[Your instructions]:
Copy all lines below that use the word "Signal".
######
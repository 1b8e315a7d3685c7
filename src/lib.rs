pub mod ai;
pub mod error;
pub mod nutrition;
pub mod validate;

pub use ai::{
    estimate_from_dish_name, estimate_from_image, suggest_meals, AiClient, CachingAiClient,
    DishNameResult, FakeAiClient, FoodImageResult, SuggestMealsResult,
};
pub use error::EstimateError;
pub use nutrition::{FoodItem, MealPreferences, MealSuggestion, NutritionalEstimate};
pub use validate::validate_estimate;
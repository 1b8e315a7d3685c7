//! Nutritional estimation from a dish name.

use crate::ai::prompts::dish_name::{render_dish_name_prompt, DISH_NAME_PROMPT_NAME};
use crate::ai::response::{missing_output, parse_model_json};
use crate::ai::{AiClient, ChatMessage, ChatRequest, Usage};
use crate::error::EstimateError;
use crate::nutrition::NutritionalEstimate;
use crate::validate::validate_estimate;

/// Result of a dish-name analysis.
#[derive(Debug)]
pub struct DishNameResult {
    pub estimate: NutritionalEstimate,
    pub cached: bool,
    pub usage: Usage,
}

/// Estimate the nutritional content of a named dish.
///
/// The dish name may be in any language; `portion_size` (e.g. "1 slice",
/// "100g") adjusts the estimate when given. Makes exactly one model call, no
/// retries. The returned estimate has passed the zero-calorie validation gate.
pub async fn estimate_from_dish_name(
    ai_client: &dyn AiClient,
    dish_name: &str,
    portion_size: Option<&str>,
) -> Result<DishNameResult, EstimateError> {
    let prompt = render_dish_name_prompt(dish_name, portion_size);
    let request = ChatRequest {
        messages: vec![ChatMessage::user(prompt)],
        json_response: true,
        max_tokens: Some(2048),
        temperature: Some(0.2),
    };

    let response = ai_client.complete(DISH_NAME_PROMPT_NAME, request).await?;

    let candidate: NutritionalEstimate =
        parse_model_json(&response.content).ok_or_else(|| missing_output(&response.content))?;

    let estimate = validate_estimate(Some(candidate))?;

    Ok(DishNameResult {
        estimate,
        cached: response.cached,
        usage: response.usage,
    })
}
######
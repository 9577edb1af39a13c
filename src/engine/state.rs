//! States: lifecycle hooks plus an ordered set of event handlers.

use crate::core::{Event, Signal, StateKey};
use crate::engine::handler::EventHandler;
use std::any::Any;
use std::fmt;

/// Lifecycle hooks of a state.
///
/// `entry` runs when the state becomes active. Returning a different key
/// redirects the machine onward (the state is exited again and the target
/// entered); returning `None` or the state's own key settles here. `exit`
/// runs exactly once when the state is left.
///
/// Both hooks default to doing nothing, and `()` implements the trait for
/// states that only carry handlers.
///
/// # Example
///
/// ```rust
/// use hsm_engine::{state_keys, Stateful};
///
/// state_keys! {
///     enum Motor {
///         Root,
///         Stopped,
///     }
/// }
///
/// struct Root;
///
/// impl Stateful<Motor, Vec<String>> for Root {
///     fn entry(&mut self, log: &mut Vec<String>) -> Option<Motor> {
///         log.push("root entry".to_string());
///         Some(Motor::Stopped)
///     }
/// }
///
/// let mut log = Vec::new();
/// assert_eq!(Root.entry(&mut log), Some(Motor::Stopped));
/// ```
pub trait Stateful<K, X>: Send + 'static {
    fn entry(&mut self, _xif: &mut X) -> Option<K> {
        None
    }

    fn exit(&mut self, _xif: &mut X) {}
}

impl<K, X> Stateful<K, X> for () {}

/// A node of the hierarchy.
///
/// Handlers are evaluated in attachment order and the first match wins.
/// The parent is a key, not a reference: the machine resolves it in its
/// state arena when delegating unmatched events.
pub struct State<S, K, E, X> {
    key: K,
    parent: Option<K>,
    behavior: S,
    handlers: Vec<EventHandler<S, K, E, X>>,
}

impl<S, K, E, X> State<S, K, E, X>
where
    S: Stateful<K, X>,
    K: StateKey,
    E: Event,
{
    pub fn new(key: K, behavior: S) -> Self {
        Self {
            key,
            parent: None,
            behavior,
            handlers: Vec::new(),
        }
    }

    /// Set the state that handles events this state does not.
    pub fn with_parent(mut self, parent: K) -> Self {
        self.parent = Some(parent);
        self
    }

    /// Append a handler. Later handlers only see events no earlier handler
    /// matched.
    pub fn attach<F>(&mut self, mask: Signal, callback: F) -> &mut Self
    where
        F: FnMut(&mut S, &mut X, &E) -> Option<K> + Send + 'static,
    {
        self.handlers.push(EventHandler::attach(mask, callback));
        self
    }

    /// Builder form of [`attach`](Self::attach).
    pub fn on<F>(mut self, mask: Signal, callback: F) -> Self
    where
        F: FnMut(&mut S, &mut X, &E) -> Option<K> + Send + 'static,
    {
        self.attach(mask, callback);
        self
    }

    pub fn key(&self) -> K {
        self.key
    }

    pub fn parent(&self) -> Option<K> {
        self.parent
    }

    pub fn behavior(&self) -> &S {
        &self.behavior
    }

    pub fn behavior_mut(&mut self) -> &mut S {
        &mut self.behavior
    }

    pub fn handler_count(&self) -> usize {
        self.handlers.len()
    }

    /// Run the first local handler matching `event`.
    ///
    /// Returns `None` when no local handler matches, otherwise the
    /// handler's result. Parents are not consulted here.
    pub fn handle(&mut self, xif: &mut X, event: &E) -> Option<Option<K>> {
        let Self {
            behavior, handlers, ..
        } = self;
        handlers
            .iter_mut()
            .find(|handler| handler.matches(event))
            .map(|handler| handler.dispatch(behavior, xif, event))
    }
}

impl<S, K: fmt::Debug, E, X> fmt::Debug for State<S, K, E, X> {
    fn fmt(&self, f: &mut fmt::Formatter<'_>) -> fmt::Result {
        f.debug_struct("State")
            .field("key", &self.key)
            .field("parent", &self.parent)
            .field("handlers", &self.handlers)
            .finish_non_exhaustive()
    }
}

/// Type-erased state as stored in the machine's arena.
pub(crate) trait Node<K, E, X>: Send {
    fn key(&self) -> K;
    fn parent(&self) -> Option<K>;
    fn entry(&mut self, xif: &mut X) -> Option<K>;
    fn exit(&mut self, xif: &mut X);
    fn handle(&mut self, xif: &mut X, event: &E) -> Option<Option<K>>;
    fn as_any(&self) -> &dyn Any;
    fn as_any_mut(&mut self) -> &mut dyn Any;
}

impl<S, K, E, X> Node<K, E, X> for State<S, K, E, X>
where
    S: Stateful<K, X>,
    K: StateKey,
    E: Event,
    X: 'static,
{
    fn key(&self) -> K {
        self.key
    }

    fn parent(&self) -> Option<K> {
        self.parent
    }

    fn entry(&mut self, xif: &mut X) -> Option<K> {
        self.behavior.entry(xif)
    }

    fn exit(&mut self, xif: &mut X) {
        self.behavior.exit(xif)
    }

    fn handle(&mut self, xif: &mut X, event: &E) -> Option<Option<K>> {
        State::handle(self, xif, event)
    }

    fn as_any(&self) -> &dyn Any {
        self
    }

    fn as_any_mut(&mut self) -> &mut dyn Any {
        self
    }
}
######
[Your solution]:
use crate::core::{Event, Signal, StateKey};
    pub fn attach<F>(&mut self, mask: Signal, callback: F) -> &mut Self
    pub fn on<F>(mut self, mask: Signal, callback: F) -> Self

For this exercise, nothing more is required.